◆ Activity ◆
What lines of the data below hold the string "value"? Copy each one out.

[Start of section]

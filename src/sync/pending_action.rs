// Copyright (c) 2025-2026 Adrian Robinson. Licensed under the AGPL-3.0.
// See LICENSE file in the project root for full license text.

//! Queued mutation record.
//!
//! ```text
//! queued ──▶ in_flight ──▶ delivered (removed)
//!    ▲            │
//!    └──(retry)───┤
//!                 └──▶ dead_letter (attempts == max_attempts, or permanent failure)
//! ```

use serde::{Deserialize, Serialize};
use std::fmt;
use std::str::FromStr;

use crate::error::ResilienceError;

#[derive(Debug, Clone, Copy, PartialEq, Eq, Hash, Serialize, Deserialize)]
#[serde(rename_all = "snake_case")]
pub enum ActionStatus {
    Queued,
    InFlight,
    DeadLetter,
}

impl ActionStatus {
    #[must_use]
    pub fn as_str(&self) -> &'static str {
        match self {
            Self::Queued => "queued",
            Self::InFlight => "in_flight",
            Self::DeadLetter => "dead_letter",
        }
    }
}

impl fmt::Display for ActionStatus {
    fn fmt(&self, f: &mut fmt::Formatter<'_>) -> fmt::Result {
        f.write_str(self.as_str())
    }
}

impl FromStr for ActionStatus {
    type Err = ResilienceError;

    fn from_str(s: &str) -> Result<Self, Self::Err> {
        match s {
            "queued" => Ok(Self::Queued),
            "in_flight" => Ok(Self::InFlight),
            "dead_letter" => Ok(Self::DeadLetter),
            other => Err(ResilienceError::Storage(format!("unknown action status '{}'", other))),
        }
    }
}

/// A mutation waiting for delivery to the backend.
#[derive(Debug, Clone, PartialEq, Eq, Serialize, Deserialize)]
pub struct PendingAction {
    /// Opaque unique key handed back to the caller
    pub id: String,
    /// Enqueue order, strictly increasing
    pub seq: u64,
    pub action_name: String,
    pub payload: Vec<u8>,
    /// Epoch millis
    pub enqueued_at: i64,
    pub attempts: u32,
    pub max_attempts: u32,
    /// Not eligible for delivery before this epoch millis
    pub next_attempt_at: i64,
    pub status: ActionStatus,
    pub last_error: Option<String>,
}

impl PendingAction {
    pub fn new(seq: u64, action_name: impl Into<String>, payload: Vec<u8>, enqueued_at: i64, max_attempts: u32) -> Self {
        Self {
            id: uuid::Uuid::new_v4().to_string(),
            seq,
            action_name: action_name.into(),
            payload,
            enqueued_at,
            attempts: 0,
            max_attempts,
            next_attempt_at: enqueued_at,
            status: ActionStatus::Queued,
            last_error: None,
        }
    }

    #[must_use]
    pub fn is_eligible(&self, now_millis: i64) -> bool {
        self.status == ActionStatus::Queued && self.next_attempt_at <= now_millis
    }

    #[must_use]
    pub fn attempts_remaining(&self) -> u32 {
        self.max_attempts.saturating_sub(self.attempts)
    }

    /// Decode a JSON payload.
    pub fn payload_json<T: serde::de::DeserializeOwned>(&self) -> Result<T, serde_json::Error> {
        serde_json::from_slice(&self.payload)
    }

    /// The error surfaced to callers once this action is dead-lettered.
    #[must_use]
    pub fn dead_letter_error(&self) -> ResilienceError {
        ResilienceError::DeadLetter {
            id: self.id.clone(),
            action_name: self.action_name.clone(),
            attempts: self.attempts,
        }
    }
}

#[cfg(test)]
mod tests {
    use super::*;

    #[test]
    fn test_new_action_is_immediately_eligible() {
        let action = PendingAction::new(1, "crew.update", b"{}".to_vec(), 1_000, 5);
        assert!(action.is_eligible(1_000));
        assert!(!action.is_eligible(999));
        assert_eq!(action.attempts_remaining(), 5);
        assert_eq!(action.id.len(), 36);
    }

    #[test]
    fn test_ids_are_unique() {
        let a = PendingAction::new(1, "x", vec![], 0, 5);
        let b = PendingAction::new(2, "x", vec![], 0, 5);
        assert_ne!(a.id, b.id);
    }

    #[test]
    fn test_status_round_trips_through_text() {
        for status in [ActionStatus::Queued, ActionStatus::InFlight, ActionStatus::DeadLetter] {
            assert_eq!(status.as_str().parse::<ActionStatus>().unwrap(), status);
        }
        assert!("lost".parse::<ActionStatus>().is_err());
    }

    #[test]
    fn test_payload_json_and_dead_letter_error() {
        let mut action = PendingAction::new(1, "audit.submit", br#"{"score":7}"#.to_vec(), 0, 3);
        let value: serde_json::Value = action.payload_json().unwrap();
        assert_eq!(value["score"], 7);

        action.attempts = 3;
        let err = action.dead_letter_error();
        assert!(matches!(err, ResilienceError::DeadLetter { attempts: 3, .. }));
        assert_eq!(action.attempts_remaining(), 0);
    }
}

[End of section]

◆ Problem solution ◆
        let value: serde_json::Value = action.payload_json().unwrap();
        assert_eq!(value["score"], 7);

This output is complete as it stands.